◆ INFORMATION ◆
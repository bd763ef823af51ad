//! Dispatch cascade
//!
//! Decides the destination of each ticket by walking an ordered list of
//! strategy evaluators and stopping at the first match. The decision is
//! pure: committing it (proposal creation, record update, annotation) is
//! the batch runner's job, so a store failure can abandon a ticket
//! without having touched anything else.
//!
//! Strategy order is a business contract:
//!
//! 1. no rank → escalate
//! 2. direct-account through route
//! 3. visit-preference through route
//! 4. no-touch route
//! 5. branch-priority area route
//! 6. third-party gate → normal allocation or escalate
//! 7. collaboration-line gate → normal allocation or escalate
//! 8. rank-based normal allocation or escalate
//!
//! Once the gate of step 6 or 7 holds, the ticket never falls through to
//! a later step: it either fair-allocates or escalates to the window.

pub mod allocator;
pub mod decision;
pub mod window;

pub use allocator::allocate;
pub use decision::{
    Allocation, BccStatus, BccUnsupportedReason, CandidateLoad, RoutingDecision, StrategyKind,
};
pub use window::WindowClock;

use chrono::{DateTime, Utc};
use tracing::debug;

use crate::directory::DispatchDirectory;
use crate::messages;
use crate::rank::Rank;
use crate::store::AllocationHistory;
use crate::ticket::Ticket;

/// Result of one strategy evaluator.
#[derive(Debug)]
pub enum StrategyOutcome {
    /// The strategy produced the ticket's decision; the cascade stops.
    Matched(RoutingDecision),
    /// The strategy does not apply; the cascade continues.
    NotApplicable,
}

/// Owns the per-ticket dispatch decision.
pub struct Dispatcher<'a> {
    directory: &'a DispatchDirectory,
    history: &'a dyn AllocationHistory,
    clock: WindowClock,
}

impl<'a> Dispatcher<'a> {
    pub fn new(
        directory: &'a DispatchDirectory,
        history: &'a dyn AllocationHistory,
        clock: WindowClock,
    ) -> Self {
        Self {
            directory,
            history,
            clock,
        }
    }

    /// Produce the single routing decision for a ticket.
    pub fn decide(&self, ticket: &Ticket, now: DateTime<Utc>) -> RoutingDecision {
        let rank = match ticket.rank {
            Some(rank) => rank,
            None => {
                debug!(ticket = %ticket.id.0, "no rank; escalating to window");
                return RoutingDecision::escalate(None, messages::NO_RANK);
            }
        };

        // The ordered strategy list the controller folds over.
        let cascade: [(
            &str,
            fn(&Self, &Ticket, Rank, DateTime<Utc>) -> StrategyOutcome,
        ); 7] = [
            ("direct-account", Self::direct_account),
            ("visit-preference", Self::visit_preference),
            ("no-touch", Self::no_touch),
            ("branch-priority", Self::branch_priority),
            ("third-party", Self::third_party),
            ("collab-line", Self::collab_line),
            ("rank-normal", Self::rank_normal),
        ];

        for (name, strategy) in cascade {
            match strategy(self, ticket, rank, now) {
                StrategyOutcome::Matched(decision) => {
                    debug!(
                        ticket = %ticket.id.0,
                        strategy = name,
                        kind = %decision.kind,
                        "cascade resolved"
                    );
                    return decision;
                }
                StrategyOutcome::NotApplicable => continue,
            }
        }

        // The rank-normal step always matches; this is unreachable for a
        // well-formed cascade.
        RoutingDecision::escalate(Some(rank), messages::NO_DESTINATION)
    }

    fn direct_account(
        &self,
        ticket: &Ticket,
        rank: Rank,
        _now: DateTime<Utc>,
    ) -> StrategyOutcome {
        match self
            .directory
            .account_route(ticket.account_owner_id(), rank)
        {
            Some(route) => StrategyOutcome::Matched(RoutingDecision::through(
                rank,
                route.destination,
                BccUnsupportedReason::ExistingAccount,
            )),
            None => StrategyOutcome::NotApplicable,
        }
    }

    fn visit_preference(
        &self,
        ticket: &Ticket,
        rank: Rank,
        _now: DateTime<Utc>,
    ) -> StrategyOutcome {
        let wants_visit = ticket.contact_method.map(|m| m.is_visit()).unwrap_or(false);
        if !wants_visit {
            return StrategyOutcome::NotApplicable;
        }
        let (profile, address) = match (ticket.profile, &ticket.address_code) {
            (Some(profile), Some(address)) => (profile, address),
            _ => return StrategyOutcome::NotApplicable,
        };
        match self.directory.visit_route(profile, address, rank) {
            Some(route) => StrategyOutcome::Matched(RoutingDecision::through(
                rank,
                route.destination,
                BccUnsupportedReason::VisitPreferred,
            )),
            None => StrategyOutcome::NotApplicable,
        }
    }

    fn no_touch(&self, ticket: &Ticket, rank: Rank, _now: DateTime<Utc>) -> StrategyOutcome {
        let profile = match ticket.profile {
            Some(profile) => profile,
            None => return StrategyOutcome::NotApplicable,
        };
        match self
            .directory
            .notouch_route(profile, ticket.account_owner_id(), rank)
        {
            Some(route) => {
                StrategyOutcome::Matched(RoutingDecision::no_touch(rank, route.destination))
            }
            None => StrategyOutcome::NotApplicable,
        }
    }

    fn branch_priority(
        &self,
        ticket: &Ticket,
        rank: Rank,
        _now: DateTime<Utc>,
    ) -> StrategyOutcome {
        let (profile, address) = match (ticket.profile, &ticket.address_code) {
            (Some(profile), Some(address)) => (profile, address),
            _ => return StrategyOutcome::NotApplicable,
        };
        match self.directory.priority_route(profile, address, rank) {
            Some(route) => StrategyOutcome::Matched(RoutingDecision::branch_priority(
                rank,
                route.destination,
            )),
            None => StrategyOutcome::NotApplicable,
        }
    }

    fn third_party(&self, ticket: &Ticket, rank: Rank, now: DateTime<Utc>) -> StrategyOutcome {
        if !ticket.third_party_application {
            return StrategyOutcome::NotApplicable;
        }
        let pool = ticket
            .profile
            .map(|p| self.directory.third_party_pool(p, rank))
            .unwrap_or_default();
        StrategyOutcome::Matched(self.allocate_or_escalate(ticket, rank, now, &pool))
    }

    fn collab_line(&self, ticket: &Ticket, rank: Rank, now: DateTime<Utc>) -> StrategyOutcome {
        if !ticket.collaboration_line {
            return StrategyOutcome::NotApplicable;
        }
        let pool = ticket
            .profile
            .map(|p| self.directory.collab_pool(p, rank))
            .unwrap_or_default();
        StrategyOutcome::Matched(self.allocate_or_escalate(ticket, rank, now, &pool))
    }

    fn rank_normal(&self, ticket: &Ticket, rank: Rank, now: DateTime<Utc>) -> StrategyOutcome {
        let pool = ticket
            .profile
            .map(|p| self.directory.normal_pool(p, rank))
            .unwrap_or_default();
        StrategyOutcome::Matched(self.allocate_or_escalate(ticket, rank, now, &pool))
    }

    /// Terminal step for the gated and rank-based strategies: either a
    /// fair-allocated normal routing or an explicit window escalation.
    fn allocate_or_escalate(
        &self,
        ticket: &Ticket,
        rank: Rank,
        now: DateTime<Utc>,
        pool: &[&crate::directory::AllocationEntry],
    ) -> RoutingDecision {
        let window_start = self.clock.window_start(now, rank);
        match allocate(
            pool,
            &ticket.history_origins(),
            rank,
            window_start,
            self.history,
        ) {
            Some(allocation) => RoutingDecision::normal(rank, allocation),
            None => RoutingDecision::escalate(Some(rank), messages::NO_DESTINATION),
        }
    }
}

◆ WORK TASK ◆
State only the count of lines above that hold the string "based".

◆ ANSWER SECTION ◆
2